Ambience: Mix of decor, lots to look at, very cosy, tables quite close together, has two rooms, one a little more glam than the other more informal side we ate in.

Service: Service was efficient – by this stage in Lyon I wasn’t expected much in the way of warm and friendly service, and here it was fine. No brusqueness, swift, unobtrusive.

Cost: Prix-fixe menus and a la carte. Very reasonable, I think we ate for around €15-€20 each.

Location: 62 rue Mericère, 69002, Lyon. Tel: 04 7838 4740.

Open: Usefully it’s open every day from midday to midnight, and serves food all the way through. Many restaurants/bouchon in Lyon don’t serve food all day, so this is a useful little place to know about.

All in all Le Bouchon aux Vins was a great place to spend a couple of hours. It certainly lived up to what a bouchon is meant to be – informal, convivial, serving hearty food for travelers and merchants.
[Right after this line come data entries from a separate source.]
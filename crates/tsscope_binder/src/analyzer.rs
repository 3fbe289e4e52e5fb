//! Analysis state shared by the binder, referencer and resolver passes.
//!
//! The [`Analyzer`] is driven by one depth-first traversal (see `dispatch`).
//! Scopes are entered and exited as the traversal crosses scope-introducing
//! nodes; closing a scope settles the references pending in it.

use crate::anomaly::Anomaly;
use crate::binding::{Binding, Definition, HoistingClass, Meaning};
use crate::error::AnalyzeError;
use crate::globals::preset_globals;
use crate::ids::{BindingId, ReferenceId, ScopeId};
use crate::manager::ScopeManager;
use crate::reference::Reference;
use crate::resolver::PendingReference;
use crate::scope::{Scope, ScopeFlags, ScopeKind};
use crate::scope_stack::ScopeStack;
use rustc_hash::FxHashMap;
use smallvec::SmallVec;
use tracing::debug;
use tsscope_ast::visitor::AstVisitor;
use tsscope_ast::*;
use tsscope_core::intern::{InternedString, StringInterner};
use tsscope_options::{AnalyzeOptions, SourceType};

/// Names the analyzer compares against.
pub(crate) struct WellKnownNames {
    pub arguments: InternedString,
    pub eval: InternedString,
    pub this: InternedString,
}

impl WellKnownNames {
    fn new(interner: &StringInterner) -> Self {
        Self {
            arguments: interner.intern_static("arguments"),
            eval: interner.intern_static("eval"),
            this: interner.intern_static("this"),
        }
    }
}

pub(crate) struct Analyzer<'o> {
    pub(crate) options: &'o AnalyzeOptions,
    pub(crate) interner: StringInterner,
    pub(crate) names: WellKnownNames,
    pub(crate) file_name: String,
    pub(crate) is_declaration_file: bool,

    pub(crate) scopes: Vec<Scope>,
    pub(crate) bindings: Vec<Binding>,
    pub(crate) definitions: Vec<Definition>,
    pub(crate) references: Vec<Reference>,

    pub(crate) stack: ScopeStack,
    /// Unsettled references per scope, indexed by scope id.
    pub(crate) pending: Vec<Vec<PendingReference>>,

    pub(crate) node_scopes: FxHashMap<NodeId, SmallVec<[ScopeId; 2]>>,
    pub(crate) enclosing: FxHashMap<NodeId, ScopeId>,
    pub(crate) reference_nodes: FxHashMap<NodeId, ReferenceId>,
    pub(crate) declaration_bindings: FxHashMap<NodeId, SmallVec<[BindingId; 1]>>,

    pub(crate) anomalies: Vec<Anomaly>,
    /// The first contract violation hit during traversal. Visitor methods
    /// cannot return errors, so traversal records it and `finish` reports it.
    pub(crate) fault: Option<AnalyzeError>,
    /// Depth of enclosing `declare` contexts.
    pub(crate) ambient_depth: u32,
}

impl<'o> Analyzer<'o> {
    pub(crate) fn new(file: &SourceFile<'_>, options: &'o AnalyzeOptions) -> Self {
        let interner = file.interner.clone();
        let names = WellKnownNames::new(&interner);
        Self {
            options,
            interner,
            names,
            file_name: file.file_name.clone(),
            is_declaration_file: file.is_declaration_file,
            scopes: Vec::new(),
            bindings: Vec::new(),
            definitions: Vec::new(),
            references: Vec::new(),
            stack: ScopeStack::new(),
            pending: Vec::new(),
            node_scopes: FxHashMap::default(),
            enclosing: FxHashMap::default(),
            reference_nodes: FxHashMap::default(),
            declaration_bindings: FxHashMap::default(),
            anomalies: Vec::new(),
            fault: None,
            ambient_depth: 0,
        }
    }

    /// Traverse `file`: open the root (and the module or wrapper function
    /// scope), visit the statements, then close everything but the root.
    pub(crate) fn analyze_file(&mut self, file: &SourceFile<'_>) {
        let prologue_strict = has_use_strict(file.statements, &self.interner);
        let mut root_flags = ScopeFlags::DYNAMIC;
        if self.options.implied_strict || (prologue_strict && self.options.source_type == SourceType::Script) {
            root_flags |= ScopeFlags::STRICT;
        }
        let root = self.enter_scope(ScopeKind::Global, &file.data, root_flags);
        self.seed_globals(root);

        let wrapper = match self.options.source_type {
            SourceType::Module => Some(self.enter_scope(ScopeKind::Module, &file.data, ScopeFlags::STRICT)),
            SourceType::Script if self.options.global_return => {
                let flags = if prologue_strict { ScopeFlags::STRICT } else { ScopeFlags::NONE };
                let scope = self.enter_scope(ScopeKind::Function, &file.data, flags);
                self.declare_implicit(scope, self.names.arguments, Meaning::VALUE);
                Some(scope)
            }
            SourceType::Script => None,
        };

        self.visit_source_file(file);

        if wrapper.is_some() {
            self.exit_scope();
        }
    }

    fn seed_globals(&mut self, root: ScopeId) {
        for preset in self.options.presets() {
            for (name, meaning) in preset_globals(preset) {
                let name = self.interner.intern_static(name);
                self.declare_implicit(root, name, meaning);
            }
        }
        debug!(globals = self.scopes[root.index()].bindings.len(), "seeded global scope");
    }

    // ========================================================================
    // Scopes
    // ========================================================================

    pub(crate) fn enter_scope(&mut self, kind: ScopeKind, node: &NodeData, flags: ScopeFlags) -> ScopeId {
        let id = ScopeId::from_index(self.scopes.len());
        let parent = if self.stack.is_empty() {
            None
        } else {
            Some(self.stack.current())
        };

        let mut flags = flags;
        if kind == ScopeKind::Class {
            flags |= ScopeFlags::STRICT;
        }
        let variable_scope = match parent {
            Some(parent) => {
                let parent_scope = &self.scopes[parent.index()];
                if parent_scope.is_strict() {
                    flags |= ScopeFlags::STRICT;
                }
                if kind.is_variable_scope() {
                    id
                } else {
                    parent_scope.variable_scope
                }
            }
            None => id,
        };

        self.scopes
            .push(Scope::new(id, kind, node.id, node.range, parent, variable_scope, flags));
        if let Some(parent) = parent {
            self.scopes[parent.index()].children.push(id);
        }
        self.pending.push(Vec::new());
        self.node_scopes.entry(node.id).or_default().push(id);
        self.stack.push(id);
        debug!(scope = %id, kind = %kind, node = %node.id, "enter scope");
        id
    }

    pub(crate) fn exit_scope(&mut self) {
        match self.stack.pop() {
            Ok(id) => {
                self.close_scope(id);
                debug!(scope = %id, "exit scope");
            }
            Err(violation) => self.fail(violation.into()),
        }
    }

    #[inline]
    pub(crate) fn current_scope(&self) -> ScopeId {
        self.stack.current()
    }

    #[inline]
    pub(crate) fn scope(&self, id: ScopeId) -> &Scope {
        &self.scopes[id.index()]
    }

    /// Direct `eval` can add names to every scope it can see.
    pub(crate) fn mark_direct_eval(&mut self) {
        let current = self.current_scope();
        self.scopes[current.index()].flags |= ScopeFlags::HAS_DIRECT_EVAL;
        let open: SmallVec<[ScopeId; 8]> = self.stack.iter().collect();
        for id in open {
            self.scopes[id.index()].flags |= ScopeFlags::DYNAMIC;
        }
    }

    /// The innermost open scope of `kind`.
    pub(crate) fn nearest_open(&self, kind: ScopeKind) -> Option<ScopeId> {
        self.stack.iter().find(|id| self.scopes[id.index()].kind == kind)
    }

    // ========================================================================
    // Bookkeeping
    // ========================================================================

    pub(crate) fn fail(&mut self, error: AnalyzeError) {
        if self.fault.is_none() {
            self.fault = Some(error);
        }
    }

    /// Remember the scope a node was visited in. The first visit wins.
    #[inline]
    pub(crate) fn record_node(&mut self, data: &NodeData) {
        let scope = self.stack.current();
        self.enclosing.entry(data.id).or_insert(scope);
    }

    /// Run `f` inside the ambient context opened by a `declare` modifier, if
    /// `data` carries one.
    pub(crate) fn with_ambient(&mut self, data: &NodeData, f: impl FnOnce(&mut Self)) {
        let ambient = data.has_modifier(ModifierFlags::AMBIENT);
        if ambient {
            self.ambient_depth += 1;
        }
        f(self);
        if ambient {
            self.ambient_depth -= 1;
        }
    }

    pub(crate) fn resolve_text(&self, name: InternedString) -> &str {
        self.interner.resolve(name)
    }

    // ========================================================================
    // Completion
    // ========================================================================

    /// Close the root, run the global settlement pass and freeze the result.
    pub(crate) fn finish(mut self) -> Result<ScopeManager, AnalyzeError> {
        if let Some(error) = self.fault.take() {
            return Err(error);
        }
        let root = self.stack.pop_root()?;
        self.close_scope(root);
        if let Some(error) = self.fault.take() {
            return Err(error);
        }
        self.settle()?;

        let mut unresolved: Vec<ReferenceId> = self
            .references
            .iter()
            .filter(|r| r.resolved.is_none())
            .map(|r| r.id)
            .collect();
        unresolved.sort_by_key(|id| (self.references[id.index()].range.pos, id.index()));
        debug!(
            scopes = self.scopes.len(),
            bindings = self.bindings.len(),
            references = self.references.len(),
            unresolved = unresolved.len(),
            anomalies = self.anomalies.len(),
            "analysis complete"
        );

        Ok(ScopeManager {
            file_name: self.file_name,
            interner: self.interner,
            source_type: self.options.source_type,
            scopes: self.scopes,
            bindings: self.bindings,
            definitions: self.definitions,
            references: self.references,
            node_scopes: self.node_scopes,
            enclosing: self.enclosing,
            reference_nodes: self.reference_nodes,
            declaration_bindings: self.declaration_bindings,
            unresolved,
            anomalies: self.anomalies,
        })
    }

    pub(crate) fn binding_hoisting(&self, binding: BindingId) -> HoistingClass {
        self.bindings[binding.index()].hoisting
    }
}

/// Whether a statement list opens with a `"use strict"` directive.
pub(crate) fn has_use_strict(statements: &[Statement<'_>], interner: &StringInterner) -> bool {
    for stmt in statements {
        let Statement::ExpressionStatement(expr_stmt) = stmt else {
            return false;
        };
        let Expression::Literal(lit) = expr_stmt.expression else {
            return false;
        };
        if lit.literal_kind != LiteralKind::String {
            return false;
        }
        let text = interner.resolve(lit.text).trim_matches(|c| c == '"' || c == '\'');
        if text == "use strict" {
            return true;
        }
    }
    false
}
We could have gone there just to sit, drink and while away the afternoon, or have something to eat, we were welcome to be there and lounge about as long as we wanted.

Auberge Rabelais, Lyon – seriously addictive cheese.

Review:

Considering we arrived on a cold Saturday in January, slap bang in the middle of what was meant to be the worldwide economic Apocalypse, finding somewhere to eat in Lyon was a complete nightmare at short notice.
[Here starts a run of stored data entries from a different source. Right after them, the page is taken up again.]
//! ScopeManager queries, malformed-input rejection, diagnostics and batch
//! analysis.

mod common;

use bumpalo::Bump;
use common::*;
use tsscope_ast::{Expression, NodeData, NodeId, Statement, SyntaxKind};
use tsscope_binder::{analyze, analyze_all, AnalyzeError, AnalyzeOptions, MalformedReason, ScopeKind, SourceType};
use tsscope_nodebuilder::{NodeBuilder, VarKind};

fn malformed_reason(result: Result<tsscope_binder::ScopeManager, AnalyzeError>) -> MalformedReason {
    match result {
        Err(AnalyzeError::MalformedInput { reason, .. }) => reason,
        Err(other) => panic!("expected malformed input, got {other}"),
        Ok(_) => panic!("expected malformed input, analysis succeeded"),
    }
}

// ============================================================================
// Malformed Input
// ============================================================================

#[test]
fn test_unassigned_node_id_is_rejected() {
    let arena = Bump::new();
    let b = NodeBuilder::new(&arena);
    let ident = tsscope_ast::Identifier {
        data: NodeData::new(SyntaxKind::Identifier, 0, 1),
        text: b.interner().intern("x"),
    };
    let file = b.source_file(vec![b.expr_stmt(Expression::Identifier(ident))]);

    let result = analyze(&file, &AnalyzeOptions::default());
    assert_eq!(malformed_reason(result), MalformedReason::InvalidNodeId);
}

#[test]
fn test_duplicate_node_id_is_rejected() {
    let arena = Bump::new();
    let b = NodeBuilder::new(&arena);
    let ident = b.ident("x");
    let copy = ident.clone();
    let file = b.source_file(vec![
        b.expr_stmt(Expression::Identifier(ident)),
        b.expr_stmt(Expression::Identifier(copy)),
    ]);

    let result = analyze(&file, &AnalyzeOptions::default());
    assert_eq!(malformed_reason(result), MalformedReason::DuplicateNodeId);
}

#[test]
fn test_inverted_range_is_rejected() {
    let arena = Bump::new();
    let b = NodeBuilder::new(&arena);
    let ident = tsscope_ast::Identifier {
        data: NodeData::new(SyntaxKind::Identifier, 5, 2).with_id(NodeId(10_000)),
        text: b.interner().intern("x"),
    };
    let file = b.source_file(vec![b.expr_stmt(Expression::Identifier(ident))]);

    let err = analyze(&file, &AnalyzeOptions::default()).unwrap_err();
    assert!(err.is_malformed_input());
    assert!(err.to_string().contains("malformed input tree"));
    match err {
        AnalyzeError::MalformedInput { node, reason, .. } => {
            assert_eq!(node, NodeId(10_000));
            assert_eq!(reason, MalformedReason::InvertedRange);
        }
        other => panic!("unexpected error {other}"),
    }
}

#[test]
fn test_kind_mismatch_is_rejected() {
    let arena = Bump::new();
    let b = NodeBuilder::new(&arena);
    let ident = tsscope_ast::Identifier {
        data: NodeData::new(SyntaxKind::LiteralExpression, 0, 1).with_id(NodeId(10_000)),
        text: b.interner().intern("x"),
    };
    let file = b.source_file(vec![b.expr_stmt(Expression::Identifier(ident))]);

    let result = analyze(&file, &AnalyzeOptions::default());
    assert_eq!(
        malformed_reason(result),
        MalformedReason::KindMismatch {
            expected: SyntaxKind::Identifier,
            found: SyntaxKind::LiteralExpression,
        }
    );
}

#[test]
fn test_for_of_with_two_declarators_is_rejected() {
    let arena = Bump::new();
    let b = NodeBuilder::new(&arena);
    let head = b.for_decl(
        VarKind::Let,
        vec![b.declarator(b.binding("a"), None, None), b.declarator(b.binding("b"), None, None)],
    );
    let file = b.source_file(vec![b.for_of(head, b.id("xs"), b.block(vec![]))]);

    let result = analyze(&file, &AnalyzeOptions::default());
    assert_eq!(malformed_reason(result), MalformedReason::ForInOfDeclaratorCount(2));
}

// ============================================================================
// Node Queries
// ============================================================================

#[test]
fn test_scope_queries_by_node() {
    let arena = Bump::new();
    let b = NodeBuilder::new(&arena);
    let use_site = b.ident("x");
    let use_id = use_site.data.id;
    let function = b.function(
        b.ident("f"),
        vec![b.param(b.binding("x"), None, None)],
        vec![b.expr_stmt(Expression::Identifier(use_site))],
    );
    let function_id = function.data().id;
    let file = b.source_file(vec![function]);

    let manager = analyze_script(&file);
    let body = only_scope(&manager, ScopeKind::Function);

    assert_eq!(manager.scope_for_node(function_id).unwrap().id, body.id);
    assert_eq!(manager.enclosing_scope(function_id).unwrap().id, manager.root().id);
    assert_eq!(manager.scopes_introduced_by(function_id), &[body.id]);

    assert_eq!(manager.enclosing_scope(use_id).unwrap().id, body.id);
    assert_eq!(manager.scope_for_node(use_id).unwrap().id, body.id);
    assert!(manager.scopes_introduced_by(use_id).is_empty());

    let reference = manager.reference_for_node(use_id).unwrap();
    assert_eq!(reference.scope, body.id);
    assert_eq!(reference.resolved, Some(local(body, "x").id));
}

#[test]
fn test_reference_for_declaration_name_is_absent() {
    let arena = Bump::new();
    let b = NodeBuilder::new(&arena);
    let name = b.ident("a");
    let name_id = name.data.id;
    let file = b.source_file(vec![b.var_statement(
        VarKind::Let,
        vec![b.declarator(tsscope_ast::BindingName::Identifier(name), None, None)],
    )]);

    let manager = analyze_script(&file);
    assert!(manager.reference_for_node(name_id).is_none());
    assert_eq!(manager.enclosing_scope(name_id).unwrap().id, manager.root().id);
}

#[test]
fn test_definition_name_range() {
    let arena = Bump::new();
    let b = NodeBuilder::new(&arena);
    let name = b.ident("value");
    let range = name.data.range;
    let file = b.source_file(vec![b.var_statement(
        VarKind::Const,
        vec![b.declarator(tsscope_ast::BindingName::Identifier(name), None, Some(b.num("1")))],
    )]);

    let manager = analyze_script(&file);
    let binding = local(manager.root(), "value");
    let definition = manager.first_definition(binding.id).unwrap();
    assert_eq!(definition.name_range, range);
    assert_eq!(manager.last_definition(binding.id).unwrap().id, definition.id);
    assert!(definition.init_range.is_some());
}

#[test]
fn test_file_identity() {
    let arena = Bump::new();
    let b = NodeBuilder::new(&arena);
    let file = b.source_file(vec![b.empty()]);

    let script = analyze_script(&file);
    assert_eq!(script.file_name(), "input.ts");
    assert_eq!(script.source_type(), SourceType::Script);

    let module = analyze_module(&file);
    assert_eq!(module.source_type(), SourceType::Module);
}

// ============================================================================
// Diagnostics
// ============================================================================

#[test]
fn test_anomaly_diagnostics_are_sorted() {
    let arena = Bump::new();
    let b = NodeBuilder::new(&arena);
    let file = b.source_file(vec![
        b.expr_stmt(b.id("a")),
        b.let_(b.binding("b"), None),
        b.let_(b.binding("b"), None),
        b.expr_stmt(b.id("c")),
    ]);

    let manager = analyze_script(&file);
    let diagnostics = manager.anomaly_diagnostics();
    let codes: Vec<u32> = diagnostics.diagnostics().iter().map(|d| d.code).collect();
    assert_eq!(codes, vec![2304, 2451, 2304]);

    let starts: Vec<u32> = manager.anomalies().iter().map(|a| a.range.pos).collect();
    let mut sorted = starts.clone();
    sorted.sort_unstable();
    assert_eq!(starts, sorted);
}

// ============================================================================
// Determinism and Batch Analysis
// ============================================================================

fn sample<'a>(b: &NodeBuilder<'a>) -> Vec<Statement<'a>> {
    vec![
        b.let_(b.binding("x"), Some(b.num("1"))),
        b.function(
            b.ident("f"),
            vec![b.param(b.binding("p"), None, Some(b.id("x")))],
            vec![b.return_(Some(b.binary(b.id("p"), SyntaxKind::PlusToken, b.id("missing"))))],
        ),
        b.class(b.ident("C"), vec![], vec![b.method(b.prop_name("m"), vec![], vec![])]),
        b.block(vec![b.let_(b.binding("x"), None), b.expr_stmt(b.id("x"))]),
    ]
}

type Snapshot = (Vec<(ScopeKind, Vec<String>)>, Vec<(String, Option<u32>)>, usize);

fn snapshot(manager: &tsscope_binder::ScopeManager) -> Snapshot {
    let scopes = manager
        .scopes()
        .map(|scope| {
            let names = scope.variable_names().into_iter().map(str::to_owned).collect();
            (scope.kind, names)
        })
        .collect();
    let refs = manager
        .references()
        .iter()
        .map(|r| (manager.name(r.name).to_owned(), r.resolved.map(|id| id.index() as u32)))
        .collect();
    (scopes, refs, manager.anomalies().len())
}

#[test]
fn test_analysis_is_deterministic() {
    let arena = Bump::new();
    let b = NodeBuilder::new(&arena);
    let file = b.source_file(sample(&b));

    let first = snapshot(&analyze_script(&file));
    let second = snapshot(&analyze_script(&file));
    assert_eq!(first, second);
    assert_eq!(first.2, 1);
}

#[test]
fn test_analyze_all_keeps_input_order() {
    init_tracing();
    let arena_a = Bump::new();
    let a = NodeBuilder::new(&arena_a);
    let good_a = a.source_file(sample(&a));

    let arena_b = Bump::new();
    let b = NodeBuilder::new(&arena_b);
    let ident = tsscope_ast::Identifier {
        data: NodeData::new(SyntaxKind::Identifier, 0, 1),
        text: b.interner().intern("x"),
    };
    let bad = b.source_file(vec![b.expr_stmt(Expression::Identifier(ident))]);

    let arena_c = Bump::new();
    let c = NodeBuilder::new(&arena_c);
    let good_c = c.source_file(vec![c.var(c.binding("only"), None)]);

    let options = AnalyzeOptions::default();
    let results = analyze_all(&[&good_a, &bad, &good_c], &options);
    assert_eq!(results.len(), 3);

    let first = results[0].as_ref().unwrap();
    assert_eq!(snapshot(first), snapshot(&analyze_script(&good_a)));
    assert!(results[1].as_ref().is_err_and(|err| err.is_malformed_input()));
    let third = results[2].as_ref().unwrap();
    local(third.root(), "only");
}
We couldn’t get into any of the restaurants our hotel concierge suggested and having been led to expect a 15minute wait at Brasserie Georges by him, we arrived to find that wait would be an hour and half, and the queuing would be outside.

Being rather hungry and pissed off at this, we decided to return to Vieux Lyon and try one of the other restaurants the concierge had recommended, only to be shown the hand and a nose in the air when we enquired (in French) if they had tables available.  We went through almost the same ritual at 4 other restaurants until we were so hungry and fuming that when we found one that said we could wait 40 mins we decided to take that option.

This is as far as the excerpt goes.